Indonesian Consumer Loan Growth Expected to Slow Amidst Tighter Bank Lending
Indonesia’s consumer loan growth is likely to decelerate in the second half of 2025 as banks become more cautious in this lending segment. According to a July 2025 report by CGS International, based on their direct observations, banks have begun to tighten risk parameters. This includes higher rejection rates for loan applications and increased down payment requirements for auto loans.
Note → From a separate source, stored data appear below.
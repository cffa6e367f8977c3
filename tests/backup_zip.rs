#[path = "../src/backup.rs"]
mod backup;

use std::fs::File;
use std::io::{Read, Write};
use std::path::PathBuf;
use std::time::{SystemTime, UNIX_EPOCH};

fn temp_dir(prefix: &str) -> PathBuf {
    let p = std::env::temp_dir().join(format!(
        "{}-{}",
        prefix,
        SystemTime::now()
            .duration_since(UNIX_EPOCH)
            .expect("clock")
            .as_nanos()
    ));
    std::fs::create_dir_all(&p).expect("create temp dir");
    p
}

fn write_sample_db(path: &std::path::Path, student: &str) {
    let conn = rusqlite::Connection::open(path).expect("open sample db");
    conn.execute_batch("CREATE TABLE students(id TEXT PRIMARY KEY, name TEXT NOT NULL);")
        .expect("create students");
    conn.execute("INSERT INTO students(id, name) VALUES('s1', ?)", [student])
        .expect("insert student");
}

fn student_name(path: &std::path::Path) -> String {
    let conn = rusqlite::Connection::open(path).expect("open restored db");
    conn.query_row("SELECT name FROM students WHERE id = 's1'", [], |r| r.get(0))
        .expect("restored student")
}

#[test]
fn zip_export_and_import_roundtrip() {
    let workspace = temp_dir("roster-backup-src");
    let workspace2 = temp_dir("roster-backup-dst");
    let out_dir = temp_dir("roster-backup-out");

    write_sample_db(&workspace.join("roster.sqlite3"), "Ada");
    let bytes = std::fs::read(workspace.join("roster.sqlite3")).expect("read source db");

    let bundle_path = out_dir.join("workspace.rosterbackup.zip");
    let export = backup::export_workspace_bundle(&workspace, &bundle_path).expect("export bundle");
    assert_eq!(export.bundle_format, backup::BUNDLE_FORMAT_V1);
    assert_eq!(export.entry_count, 2);
    assert_eq!(export.db_sha256.len(), 64);

    let f = File::open(&bundle_path).expect("open bundle");
    let mut archive = zip::ZipArchive::new(f).expect("open zip archive");
    let mut manifest = String::new();
    archive
        .by_name("manifest.json")
        .expect("manifest entry")
        .read_to_string(&mut manifest)
        .expect("read manifest");
    assert!(manifest.contains(backup::BUNDLE_FORMAT_V1));
    assert!(manifest.contains(&export.db_sha256));
    archive
        .by_name("db/roster.sqlite3")
        .expect("database entry in bundle");

    let import = backup::import_workspace_bundle(&bundle_path, &workspace2).expect("import bundle");
    assert_eq!(import.bundle_format_detected, backup::BUNDLE_FORMAT_V1);

    let restored = std::fs::read(workspace2.join("roster.sqlite3")).expect("read restored db");
    assert_eq!(restored, bytes);
    assert_eq!(student_name(&workspace2.join("roster.sqlite3")), "Ada");
    assert!(!workspace2.join("roster.sqlite3.importing").exists());

    let _ = std::fs::remove_dir_all(workspace);
    let _ = std::fs::remove_dir_all(workspace2);
    let _ = std::fs::remove_dir_all(out_dir);
}

#[test]
fn raw_sqlite_import_is_supported() {
    let out_dir = temp_dir("roster-backup-raw");
    let workspace = temp_dir("roster-backup-raw-dst");

    let raw_file = out_dir.join("copy.sqlite3");
    write_sample_db(&raw_file, "Grace");
    write_sample_db(&workspace.join("roster.sqlite3"), "Linus");

    let import = backup::import_workspace_bundle(&raw_file, &workspace).expect("import sqlite");
    assert_eq!(import.bundle_format_detected, backup::RAW_SQLITE_FORMAT);

    let restored = std::fs::read(workspace.join("roster.sqlite3")).expect("read restored sqlite");
    assert_eq!(restored, std::fs::read(&raw_file).expect("read raw file"));
    assert_eq!(student_name(&workspace.join("roster.sqlite3")), "Grace");

    let _ = std::fs::remove_dir_all(out_dir);
    let _ = std::fs::remove_dir_all(workspace);
}

#[test]
fn tampered_bundle_is_rejected() {
    let out_dir = temp_dir("roster-backup-tampered");
    let workspace = temp_dir("roster-backup-tampered-dst");

    let bundle_path = out_dir.join("tampered.zip");
    {
        let f = File::create(&bundle_path).expect("create bundle");
        let mut zip = zip::ZipWriter::new(f);
        let opts = zip::write::FileOptions::default();
        zip.start_file("manifest.json", opts).expect("manifest entry");
        zip.write_all(
            format!(
                "{{\"format\":\"{}\",\"version\":1,\"dbSha256\":\"{}\"}}",
                backup::BUNDLE_FORMAT_V1,
                "0".repeat(64)
            )
            .as_bytes(),
        )
        .expect("write manifest");
        zip.start_file("db/roster.sqlite3", opts).expect("db entry");
        zip.write_all(b"not-what-the-manifest-says").expect("write db");
        zip.finish().expect("finish zip");
    }

    let res = backup::import_workspace_bundle(&bundle_path, &workspace);
    let msg = format!("{:#}", res.expect_err("checksum mismatch"));
    assert!(msg.contains("checksum mismatch"), "{}", msg);
    assert!(!workspace.join("roster.sqlite3").exists());

    let _ = std::fs::remove_dir_all(out_dir);
    let _ = std::fs::remove_dir_all(workspace);
}

#[test]
fn non_sqlite_raw_file_leaves_workspace_untouched() {
    let out_dir = temp_dir("roster-backup-notdb");
    let workspace = temp_dir("roster-backup-notdb-dst");

    let existing = workspace.join("roster.sqlite3");
    write_sample_db(&existing, "Linus");
    let before = std::fs::read(&existing).expect("read existing db");

    let text_file = out_dir.join("notes.txt");
    std::fs::write(&text_file, "hello this is not a database at all").expect("write text file");

    let res = backup::import_workspace_bundle(&text_file, &workspace);
    let msg = format!("{:#}", res.expect_err("text file rejected"));
    assert!(msg.contains("not a SQLite database"), "{}", msg);
    assert_eq!(std::fs::read(&existing).expect("read db after import"), before);
    assert!(!workspace.join("roster.sqlite3.importing").exists());

    let _ = std::fs::remove_dir_all(out_dir);
    let _ = std::fs::remove_dir_all(workspace);
}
Rising Mortgage Rates and Non-Performing Loans
Analysts Handy Noverdanius, Owen Tjandra, and Elizabeth Noviana from CGS International noted that Bank Central Asia (BBCA), a major player in the consumer loan market, has consistently raised mortgage rates over the past few months since the end of fiscal year 2024.
This tightening coincides with a noticeable rise in non-performing loans (NPLs) for system consumer loans, which have been creeping up since 2024. In the first quarter of 2025, consumer loan NPLs reached 2.08%, an increase of 28 basis points (bp) year-on-year and 19 bp year-to-date. Mortgage NPLs, in particular, have seen a sharper increase compared to auto loan NPLs, reaching their highest level since October 2020.
Large banks are also experiencing a similar, though less pronounced, trend in their consumer loan NPLs, with a 22 bp year-on-year and 14 bp year-to-date increase as of Q1 2025. CGS International attributes this partly to soft macroeconomic conditions.
The analysts predict a 6-12 month lag before the full impact of these rising NPLs affects consumer loan growth. As of May 2025, consumer loan growth stood at 1.9% year-to-date and 8.7% year-on-year.